Du 8 février au 1er juin, la Fondation EDF et la Friche de la Belle de Mai à Marseille sont en quête d’Âmes vertes. Entre éloge d’une nature en perdition et imagination d’un nouvel horizon verdoyant, l’exposition souhaite révéler « l’affrontement » entre l’art et l’anthropocène.

« L’avenir est une construction collective » annonce en guise de note d’intention la Fondation EDF. Mais comment faire pour que le courant passe encore entre les différentes branches de la société à l’aune d’une période trouble ? Parmi les réponses possibles, EDF a choisi l’art. En soutenant des projets divers ainsi que « 300 associations » en lien avec l’éducation notamment, la firme entend apporter sa pierre à l’édifice d’un monde nouveau à construire.

Âmes vertes, quand l’art affronte l’anthropocène se situe précisément dans cette volonté. Le pari est audacieux : faire se réunir artistes et architectes pour réfléchir sur un même thème, la nature, et surtout proposer des solutions. « On y trouve des ressources pour penser et agir » souligne en ce sens Paul Ardenne, historien de l’art et écrivain, commissaire principal de l’exposition.

Plus qu’une simple proposition artistique, Âmes vertes se veut être une boussole dans ces temps obscurs ; un ultime signal avant que le monde ne franchisse sa ligne verte.

Engager une réflexion

L’exposition part d’un constat évident : notre entrée dans l’ère de l’anthropocène. Cette période qui voit l’Homme devenir le principal moteur – car émetteur – des changements qui s’opèrent à la surface de la planète.

L’exposition se penche sur l’ensemble des conséquences, parfois minimes, mais jamais anodines, de nos activités. Le travail de Suzanne Husky, Histoire des alliances avec le peuple castor, explore ainsi la concomitante du développement humain avec le recul de celui des castors. (cf : https://itartbag.com/suzanne-husky-le-temps-profond-des-rivieres/)

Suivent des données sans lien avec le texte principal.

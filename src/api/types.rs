//! Request bodies sent to the backend.

use serde::{Deserialize, Serialize};
use serde_json::{Map, Value};

use crate::normalized::TaskStatus;

#[derive(Debug, Clone, Serialize, Deserialize)]
pub struct LoginRequest {
    pub username: String,
    pub password: String,
}

/// Body of `POST /leaves/apply`.
///
/// A missing leave type is sent as `0` and a missing reason as `""`.
#[derive(Debug, Clone, PartialEq, Serialize, Deserialize)]
pub struct LeaveApplication {
    pub leave_type_id: i64,
    pub start_date: String,
    pub end_date: String,
    pub reason: String,
}

#[derive(Debug, Clone, Copy, Serialize, Deserialize)]
pub struct TaskStatusUpdate {
    pub status: TaskStatus,
}

/// Body of `POST /projects/query`; filters are merged into the top level.
#[derive(Debug, Clone, PartialEq, Serialize, Deserialize)]
pub struct ProjectsQuery {
    pub page: u64,
    pub page_size: u64,
    #[serde(flatten)]
    pub filters: Map<String, Value>,
}

impl Default for ProjectsQuery {
    fn default() -> Self {
        Self {
            page: 1,
            page_size: 10,
            filters: Map::new(),
        }
    }
}

impl ProjectsQuery {
    /// Body keys owned by the typed paging fields.
    pub const RESERVED_KEYS: &'static [&'static str] = &["page", "page_size"];

    /// Copy without filters that would shadow `page` or `page_size`.
    #[must_use]
    pub fn without_reserved_filters(&self) -> Self {
        let mut query = self.clone();
        query
            .filters
            .retain(|key, _| !Self::RESERVED_KEYS.contains(&key.as_str()));
        query
    }
}

#[derive(Debug, Clone, Serialize, Deserialize)]
pub struct ChatQuestion {
    pub question: String,
}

Emportés par l’histoire de ce Père Castor à travers les âges, on distingue par delà les barrages érigés, les barrières psychiques qu’il nous faut abolir pour colorer notre âme de vert. La première étape semble, en effet, mentale et procéder d’une déconstruction, sinon d’une ré-adaptation, de notre mode de fonctionnement.

Telles les abeilles, cette petite société qui connaît la crise, l’artiste Luce Moreau souligne la nécessité de repenser, réhabiliter, notre ruche commune.

Notre agora d’hier déconstruite, place à Hémicycle 2. Recoller les morceaux, ré-imbriquer les différentes pièces de notre société divisée : l’artiste voit notre maison commune non comme une chose finie, mais bien comme un outil malléable.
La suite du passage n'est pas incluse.